Abstract Candida albicans is a polymorphic fungus that causes mucosal candidiasis and life threatening, systemic and intra-abdominal disease in immunocompromised and transplant patients. In normal healthy adults, C albicans is maintained as a commensal mainly through the actions of innate cells. Secretion of the quorum-sensing molecule, farnesol, acts as a virulence factor for C. albicans during systemic infection, but is protective in oral models of infection. Despite the clinical importance of intra-abdominal candidiasis with a mortality rate as high as 65%, the role of farnesol in its pathogenesis has not been studied. In ongoing experiments, we found that introduction of farnesol into the peritoneal cavity (PC) of mice remodels the peritoneal microenvironment to promote innate inflammatory responses. Early following intraperitoneal injection, farnesol stimulates the rapid depletion of B cells followed by recruitment of inflammatory macrophages and neutrophils into the PC compared to thioglycollate and control mice. Kinetic analyses of the transcriptional profile of farnesol-elicited cells reveal an early increase in chemokines followed by increased proinflammatory cytokines consistent with macrophage recruitment and activation.
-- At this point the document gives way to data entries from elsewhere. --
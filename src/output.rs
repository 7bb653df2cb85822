// src/output.rs
use std::io::Write;

use crate::error::GraphResult;
use crate::types::OutputFormat;

/// Truncate `value` toward zero to the configured number of fractional
/// digits, no rounding: 1.66 prints as "1.6" under the default format.
pub fn format_median(value: f64, format: &OutputFormat) -> String {
    let scale = 10f64.powi(format.decimals as i32);
    let truncated = (value * scale).trunc() / scale;
    format!("{truncated:.prec$}", prec = format.decimals)
}

/// Writes one median line per processed event, in input order.
pub struct MedianWriter<W: Write> {
    out: W,
    format: OutputFormat,
}

impl<W: Write> MedianWriter<W> {
    pub fn new(out: W, format: OutputFormat) -> Self {
        Self { out, format }
    }

    pub fn write_median(&mut self, value: f64) -> GraphResult<()> {
        writeln!(self.out, "{}", format_median(value, &self.format))?;
        Ok(())
    }

    pub fn flush(&mut self) -> GraphResult<()> {
        self.out.flush()?;
        Ok(())
    }
}
//! Configuration system for the Area window server
//!
//! Loads configuration from TOML file at `~/.config/area/server.toml`
//! Auto-generates default config file on first run if missing.

use anyhow::{Context, Result};
use serde::{Deserialize, Serialize};
use std::fs;
use std::path::{Path, PathBuf};
use std::time::Duration;
use tracing::{debug, info, warn};

/// Main configuration structure
#[derive(Debug, Clone, Default, Serialize, Deserialize)]
#[serde(default)]
pub struct ServerConfig {
    pub desktop: DesktopConfig,
    pub gesture: GestureConfig,
    pub decorator: DecoratorConfig,
    pub update: UpdateConfig,
}

impl ServerConfig {
    /// Load configuration from file, or use defaults if file doesn't exist
    pub fn load() -> Result<Self> {
        let config_path = Self::config_path()?;

        if !config_path.exists() {
            info!("Config file not found at {:?}, using defaults", config_path);
            // Auto-generate default config file
            if let Err(e) = Self::save_default(&config_path) {
                warn!("Failed to create default config file: {}", e);
            }
            return Ok(Self::default());
        }

        Self::load_from(&config_path)
    }

    /// Load configuration from an explicit path
    pub fn load_from(path: &Path) -> Result<Self> {
        let content = fs::read_to_string(path).context("Failed to read config file")?;

        let config: ServerConfig =
            toml::from_str(&content).context("Failed to parse config file")?;

        info!("Configuration loaded from {:?}", path);
        debug!("Config: {:?}", config);

        Ok(config)
    }

    /// Get the path to the config file
    fn config_path() -> Result<PathBuf> {
        let config_dir = dirs::config_dir()
            .context("Failed to get config directory")?
            .join("area");

        Ok(config_dir.join("server.toml"))
    }

    /// Save default configuration to file
    fn save_default(path: &Path) -> Result<()> {
        if let Some(parent) = path.parent() {
            fs::create_dir_all(parent).context("Failed to create config directory")?;
        }

        let toml_string = toml::to_string_pretty(&Self::default())
            .context("Failed to serialize default config")?;

        fs::write(path, toml_string).context("Failed to write default config file")?;

        info!("Created default config file at {:?}", path);
        Ok(())
    }
}

/// How mouse clicks and movement change activation and focus
#[derive(Debug, Clone, Copy, PartialEq, Eq, Serialize, Deserialize)]
#[serde(rename_all = "snake_case")]
pub enum MouseMode {
    /// Clicking a window activates (raises and focuses) it
    ClickToActivate,
    /// Clicking a window focuses it without raising
    ClickToFocus,
    /// Focus follows the pointer; drag clicks raise on release
    FocusFollowsMouse,
}

/// Desktop-wide behavior
#[derive(Debug, Clone, Serialize, Deserialize)]
#[serde(default)]
pub struct DesktopConfig {
    pub mouse_mode: MouseMode,
    /// Deliver the activating click to unfocused windows
    pub accept_first_click: bool,
    pub workspace_count: u32,
    pub screen_width: i32,
    pub screen_height: i32,
}

impl Default for DesktopConfig {
    fn default() -> Self {
        Self {
            mouse_mode: MouseMode::ClickToActivate,
            accept_first_click: false,
            workspace_count: 4,
            screen_width: 1024,
            screen_height: 768,
        }
    }
}

/// Interactive move/resize tuning
#[derive(Debug, Clone, Serialize, Deserialize)]
#[serde(default)]
pub struct GestureConfig {
    /// Minimum interval between processed drag/resize moves (~75Hz)
    pub move_rate_limit_us: u64,
    /// A press held longer than this is not a click
    pub activation_timeout_ms: u64,
    /// Squared pointer travel after which a drag click no longer activates
    pub activation_move_distance: f32,
    /// Distance from a screen edge at which a dragged window snaps
    pub snap_distance: i32,
    /// How long a snap holds the window
    pub snapping_duration_ms: u64,
    /// Pause after a snap before the next one may engage
    pub snapping_pause_ms: u64,
}

impl Default for GestureConfig {
    fn default() -> Self {
        Self {
            move_rate_limit_us: 13_333,
            activation_timeout_ms: 500,
            activation_move_distance: 16.0,
            snap_distance: 8,
            snapping_duration_ms: 1_500,
            snapping_pause_ms: 3_000,
        }
    }
}

impl GestureConfig {
    pub fn move_rate_limit(&self) -> Duration {
        Duration::from_micros(self.move_rate_limit_us)
    }

    pub fn activation_timeout(&self) -> Duration {
        Duration::from_millis(self.activation_timeout_ms)
    }

    pub fn snapping_duration(&self) -> Duration {
        Duration::from_millis(self.snapping_duration_ms)
    }

    pub fn snapping_pause(&self) -> Duration {
        Duration::from_millis(self.snapping_pause_ms)
    }
}

/// Window decoration geometry configuration
#[derive(Debug, Clone, Serialize, Deserialize)]
#[serde(default)]
pub struct DecoratorConfig {
    /// Tab (title bar) height in pixels
    pub tab_height: i32,
    /// Tab width in pixels, clamped to the frame width
    pub tab_width: i32,
    /// Border width in pixels
    pub border_width: i32,
    /// Button size in pixels
    pub button_size: i32,
    /// Button padding in pixels
    pub button_padding: i32,
    /// Resize knob edge length for document windows
    pub resize_knob_size: i32,
    pub colors: DecoratorColors,
}

impl Default for DecoratorConfig {
    fn default() -> Self {
        Self {
            tab_height: 21,
            tab_width: 160,
            border_width: 5,
            button_size: 13,
            button_padding: 4,
            resize_knob_size: 14,
            colors: DecoratorColors::default(),
        }
    }
}

/// Decorator colors (hex: 0xRRGGBB)
#[derive(Debug, Clone, Serialize, Deserialize)]
#[serde(default)]
pub struct DecoratorColors {
    pub background: u32,
    pub tab: u32,
    pub focused_tab: u32,
    pub border: u32,
    pub close_button: u32,
    pub zoom_button: u32,
    pub minimize_button: u32,
    pub pressed_button: u32,
}

impl Default for DecoratorColors {
    fn default() -> Self {
        // Nord Theme Colors
        Self {
            background: 0x2e3440,      // Polar Night Darkest
            tab: 0x3b4252,             // Polar Night Lighter
            focused_tab: 0x88c0d0,     // Frost Light
            border: 0x5e81ac,          // Frost Blue
            close_button: 0xbf616a,    // Aurora Red
            zoom_button: 0xa3be8c,     // Aurora Green
            minimize_button: 0xebcb8b, // Aurora Yellow
            pressed_button: 0x4c566a,  // Polar Night Lightest
        }
    }
}

/// Client update pipeline limits
#[derive(Debug, Clone, Serialize, Deserialize)]
#[serde(default)]
pub struct UpdateConfig {
    /// Messages a client may have queued before sends start failing
    pub client_queue_capacity: usize,
    /// Scratch regions a window may have out at once
    pub region_pool_limit: usize,
}

impl Default for UpdateConfig {
    fn default() -> Self {
        Self {
            client_queue_capacity: 64,
            region_pool_limit: 32,
        }
    }
}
In addition, farnesol-elicited macrophages and dendritic cells demonstrate hallmarks of innate immune activation through high surface expression of class II and co-stimulatory molecules. Current experiments aim to determine the impact of this innate immune recruitment on antifungal defenses and clearance in the PC. Defining the immunostimulatory properties of farnesol will inform development of more appropriate therapeutic strategies for treatment of intra-abdominal Candida infection.